Claimant, on cross-examination, established that the facility is notified of the reversal before the inmate. On redirect, Mr. Hooper indicated it can take between one- to- two weeks for the inmate to be transferred, and Mr. Hooper's office cannot do anything until it receives the transfer order.
To successfully establish a cause of action for wrongful confinement, a Claimant must show that (1) Defendant confined him; (2) Claimant was conscious of the confinement; (3) Claimant did not consent to the confinement; and (4) the confinement was not privileged (Broughton v State of New York, 37 NY2d 451, 456 [1975]). Although Claimant must assert that the confinement was not privileged (see Donald v State of New York, 17 NY3d 389 [2011]), it is actually Defendant who bears the burden to establish privilege (Parvi v City of Kingston, 41 NY2d 553, 557-558 [1977]; Hollender v Trump Vil. Coop., 58 NY2d 420, 425 [1983]; Gonzalez v State of New York, 110 AD2d 810 [2d Dept 1985], appeal dismissed 67 NY2d 647 [1986]; Torres v State of New York, 41 Misc 3d 1227 [A] [Ct Cl, 2013]). Typically, the issue comes down to whether the confinement was privileged, and this case is no different.
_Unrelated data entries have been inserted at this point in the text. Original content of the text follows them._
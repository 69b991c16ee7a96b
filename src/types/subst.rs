//! # Type Substitutions for Unification
//!
//! This module implements the substitution used in Hindley-Milner type
//! inference to record what each unknown has been resolved to.
//!
//! ## Overview
//!
//! A substitution maps unknown ids to types. Unification extends it one
//! binding at a time; applying it rewrites a type until no mapped unknown
//! remains:
//!
//! ```text
//! // Substitution: {1 := Int}
//!
//! apply(u1)        = Int
//! apply(u1 -> u1)  = Int -> Int
//! apply(u1 -> u2)  = Int -> u2
//! ```
//!
//! ## Transitive chains
//!
//! Bindings may point at other unknowns (`{1 := u2, 2 := Int}`).
//! `apply` resolves such chains lazily during traversal, so the result
//! never contains an unknown that is itself a key:
//!
//! ```text
//! // Substitution: {1 := u2, 2 := Int}
//! apply(u1) = Int      // u1 -> u2 -> Int, resolved in one pass
//! ```
//!
//! The occurs check in [`crate::types::unify`] guarantees the chains are
//! acyclic, so this resolution always terminates.
//!
//! ## Composition
//!
//! `compose` combines two substitutions into one equivalent to applying
//! them in order:
//!
//! ```text
//! s1.compose(&s2).apply(t) == s2.apply(&s1.apply(t))
//! ```
//!
//! The engine itself keeps a single substitution that unification extends
//! in place, so it never needs `compose`; the operation exists for callers
//! that combine the substitutions of independent inference runs.
//!
//! ## Related Modules
//!
//! - [`crate::types::ty`] - Type terms that substitutions apply to
//! - [`crate::types::unify`] - Unification that extends the substitution

use std::collections::HashMap;

use super::ty::Type;

/// A substitution mapping unknown ids to types.
///
/// Internally a flat hash map. The unifier maintains two invariants:
/// no key maps to itself, and no binding introduces a cycle (occurs
/// check), so repeated application always reaches a fixed point.
#[derive(Debug, Clone, PartialEq, Eq, Default)]
pub struct Substitution(pub HashMap<usize, Type>);

impl Substitution {
    /// Create an empty substitution (no mappings).
    ///
    /// # Returns
    ///
    /// A new substitution with no bindings
    ///
    /// # Example
    ///
    /// ```text
    /// let subst = Substitution::empty();
    /// // Applying an empty substitution to any type returns the same type
    /// assert_eq!(subst.apply(&Type::Int), Type::Int);
    /// ```
    pub fn empty() -> Self {
        Substitution(HashMap::new())
    }

    /// Create a substitution with a single mapping.
    ///
    /// # Arguments
    ///
    /// * `id` - The unknown id to map
    /// * `ty` - The type to map the unknown to
    ///
    /// # Returns
    ///
    /// A new substitution with one binding: `id := ty`
    ///
    /// # Example
    ///
    /// ```text
    /// let subst = Substitution::singleton(1, Type::Int);
    /// assert_eq!(subst.apply(&Type::Unknown(1)), Type::Int);
    /// ```
    pub fn singleton(id: usize, ty: Type) -> Self {
        let mut map = HashMap::new();
        map.insert(id, ty);
        Substitution(map)
    }

    /// Apply this substitution to a type.
    ///
    /// Recursively replaces every mapped unknown with the application of
    /// the substitution to its binding, so the result contains no unknown
    /// that is a key of this substitution.
    ///
    /// # Arguments
    ///
    /// * `ty` - The type to apply the substitution to
    ///
    /// # Returns
    ///
    /// A new type with all bindings expanded to a fixed point
    ///
    /// # Examples
    ///
    /// ```text
    /// // Substitution: {1 := Int, 2 := u3}
    ///
    /// apply(u1)       = Int
    /// apply(u2)       = u3    // not a key, kept
    /// apply(u4)       = u4    // unmapped, kept
    /// apply(u1 -> u2) = Int -> u3
    /// ```
    pub fn apply(&self, ty: &Type) -> Type {
        match ty {
            Type::Int | Type::Bool | Type::String => ty.clone(),
            Type::Unknown(id) => match self.0.get(id) {
                Some(bound) => self.apply(bound),
                None => ty.clone(),
            },
            Type::Func(arg, result) => Type::func(self.apply(arg), self.apply(result)),
        }
    }

    /// Insert a single binding.
    ///
    /// The caller is responsible for the occurs precondition: `Unknown(id)`
    /// must not occur in `apply(ty)`. The unifier is the only writer in
    /// the engine and checks this before every insertion.
    ///
    /// # Arguments
    ///
    /// * `id` - The unknown id to bind
    /// * `ty` - The type to bind it to
    ///
    /// # Example
    ///
    /// ```text
    /// let mut subst = Substitution::empty();
    /// subst.extend(1, Type::Int);
    /// // subst = {1 := Int}
    /// ```
    pub fn extend(&mut self, id: usize, ty: Type) {
        self.0.insert(id, ty);
    }

    /// Compose with another substitution: apply `self` first, then `other`.
    ///
    /// Satisfies `s1.compose(&s2).apply(t) == s2.apply(&s1.apply(t))`.
    ///
    /// # Arguments
    ///
    /// * `other` - The substitution applied after this one
    ///
    /// # Returns
    ///
    /// A new substitution equivalent to applying `self` then `other`
    ///
    /// # Example
    ///
    /// ```text
    /// s1 = {1 := u2}
    /// s2 = {2 := Int}
    ///
    /// s1.compose(&s2) = {1 := Int, 2 := Int}
    ///
    /// // Check: compose(s1, s2)(u1) = s2(s1(u1)) = s2(u2) = Int
    /// ```
    pub fn compose(&self, other: &Substitution) -> Substitution {
        let mut result = HashMap::new();

        // Apply other to all bindings of self
        for (id, ty) in &self.0 {
            result.insert(*id, other.apply(ty));
        }

        // Add bindings from other not overridden above
        for (id, ty) in &other.0 {
            if !result.contains_key(id) {
                result.insert(*id, ty.clone());
            }
        }

        Substitution(result)
    }

    /// Remove all bindings.
    pub fn clear(&mut self) {
        self.0.clear();
    }

    /// Check whether this substitution has any bindings.
    pub fn is_empty(&self) -> bool {
        self.0.is_empty()
    }
}
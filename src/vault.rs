//! The vault facade
//!
//! Single entry point owning the store configuration and the lifecycle of
//! the three background tasks. Appends are fire-and-forget and never
//! block the caller; retrieval and export reply through oneshot channels.

use std::sync::Arc;

use bytes::Bytes;
use tokio::sync::{broadcast, mpsc, oneshot, watch};
use tokio::task::JoinHandle;
use tracing::{info, warn};

use crate::config::VaultConfig;
use crate::error::LogStoreError;
use crate::export::{ExportArtifact, ExportRequest, ExportWorker};
use crate::ingest::{IngestRequest, IngestWorker};
use crate::monitor::{CapacityMonitor, CapacityReport};
use crate::store::LogStore;

const REQUEST_QUEUE_DEPTH: usize = 256;

/// Capacity-bounded persistent log store with out-of-band workers
///
/// An explicit context object: construct one per store configuration and
/// hold it for the lifetime of the logging subsystem. Dropping it without
/// [`shutdown`](LogVault::shutdown) detaches the workers; they stop when
/// their channels close.
pub struct LogVault {
    store: Arc<LogStore>,
    ingest_tx: mpsc::Sender<IngestRequest>,
    export_tx: mpsc::Sender<ExportRequest>,
    report_rx: watch::Receiver<Option<CapacityReport>>,
    shutdown_tx: broadcast::Sender<()>,
    workers: Vec<JoinHandle<()>>,
}

impl LogVault {
    /// Configure the store and spawn the ingestion, monitor and export
    /// tasks
    ///
    /// The store itself is opened lazily by the workers, so a schema
    /// version conflict on disk does not fail construction; ingestion
    /// self-heals it by recreating the database. Must be called within a
    /// tokio runtime.
    pub fn open(config: VaultConfig) -> Result<Self, LogStoreError> {
        let store = Arc::new(LogStore::new());
        store.configure(config.store)?;

        let (shutdown_tx, _) = broadcast::channel(1);
        let (ingest_tx, ingest_rx) = mpsc::channel(REQUEST_QUEUE_DEPTH);
        let (export_tx, export_rx) = mpsc::channel(REQUEST_QUEUE_DEPTH);
        let (report_tx, report_rx) = watch::channel(None);

        let workers = vec![
            IngestWorker::spawn(
                store.clone(),
                config.capacity.chunk_size,
                shutdown_tx.subscribe(),
                ingest_rx,
            ),
            CapacityMonitor::spawn(
                store.clone(),
                config.capacity,
                report_tx,
                shutdown_tx.subscribe(),
            ),
            ExportWorker::spawn(config.export, shutdown_tx.subscribe(), export_rx),
        ];

        info!("Log vault opened");
        Ok(Self {
            store,
            ingest_tx,
            export_tx,
            report_rx,
            shutdown_tx,
            workers,
        })
    }

    /// Append one log line without blocking
    ///
    /// The line is handed to the ingestion task; if its queue is full or
    /// the worker is gone, the line is dropped with a warning. Failures
    /// are never surfaced to the caller.
    pub fn append(&self, line: impl Into<String>) {
        let request = IngestRequest::Append { line: line.into() };
        if let Err(e) = self.ingest_tx.try_send(request) {
            warn!(error = %e, "Dropped log line");
        }
    }

    /// All records as one compressed zlib stream of newline-joined lines
    pub async fn retrieve_all_compressed(&self) -> Result<Bytes, LogStoreError> {
        let (reply_tx, reply_rx) = oneshot::channel();
        self.ingest_tx
            .send(IngestRequest::RetrieveAll { reply: reply_tx })
            .await
            .map_err(|_| LogStoreError::worker_gone("ingest"))?;
        reply_rx
            .await
            .map_err(|_| LogStoreError::worker_gone("ingest"))?
    }

    /// Delete the oldest `n` records, bypassing the monitor
    ///
    /// Caller-initiated rotation straight against the store.
    pub fn delete_top_n(&self, n: u64) -> Result<u64, LogStoreError> {
        self.store.open()?;
        self.store.delete_top_n(n)
    }

    /// Retrieve all records, compress them and materialize the artifact
    pub async fn export_to_file(&self) -> Result<ExportArtifact, LogStoreError> {
        let payload = self.retrieve_all_compressed().await?;

        let (reply_tx, reply_rx) = oneshot::channel();
        self.export_tx
            .send(ExportRequest {
                payload,
                reply: reply_tx,
            })
            .await
            .map_err(|_| LogStoreError::worker_gone("export"))?;
        reply_rx
            .await
            .map_err(|_| LogStoreError::worker_gone("export"))?
    }

    /// Watch the capacity reports published by the monitor
    ///
    /// Holds `None` until the first scan completes; a scan failure resets
    /// it to `None`.
    pub fn capacity_reports(&self) -> watch::Receiver<Option<CapacityReport>> {
        self.report_rx.clone()
    }

    /// Direct handle to the underlying store
    pub fn store(&self) -> &Arc<LogStore> {
        &self.store
    }

    /// Stop all background tasks and wait for them to finish
    pub async fn shutdown(self) {
        let _ = self.shutdown_tx.send(());
        for worker in self.workers {
            let _ = worker.await;
        }
        info!("Log vault shut down");
    }
}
Although in the prison setting, the State's actions in placing Claimant in disciplinary confinement will be found to be privileged where the Defendant has acted in full compliance with its rules and regulations (Arteaga v State of New York, 72 NY2d 212, 214 [1988]); Loret v State of New York, 106 AD3d 1159 [3d Dept 2013]; Minieri v State of New York, 204 AD2d 982 [4th Dept 1994]). Once the authority for this restrictive placement is removed because the underlying findings of misbehavior are reversed, Defendant has a ministerial duty to release Claimant from the SHU (see Minieri v State of New York, 204 AD2d 982 [4th Dept 1994]; Ruggiero v State of New York, UID No. 2010-015-187 [Ct Cl, Collins, J., Nov. 1, 2010]; Ramos v State of New York, UID No. 2000-029-017 [Ct Cl, Mignano, J., Sept. 8, 2000]). Defendant's efforts to show that its continued confinement of the Claimant was "reasonable" must fail. The confinement was not shown to be privileged, and the delay between the date the facility is advised of the hearing reversal and Claimant's release was unexplained beyond the general process involved. No explanation was given as to why it took 13 days, other than it is within the typical time frame. Defendant has not shown that the delay in Claimant's release was authorized or appropriate (see Malik v State of New York, UID No. 2007-038-557 [Ct Cl, DeBow, J., Sept. 10, 2007]).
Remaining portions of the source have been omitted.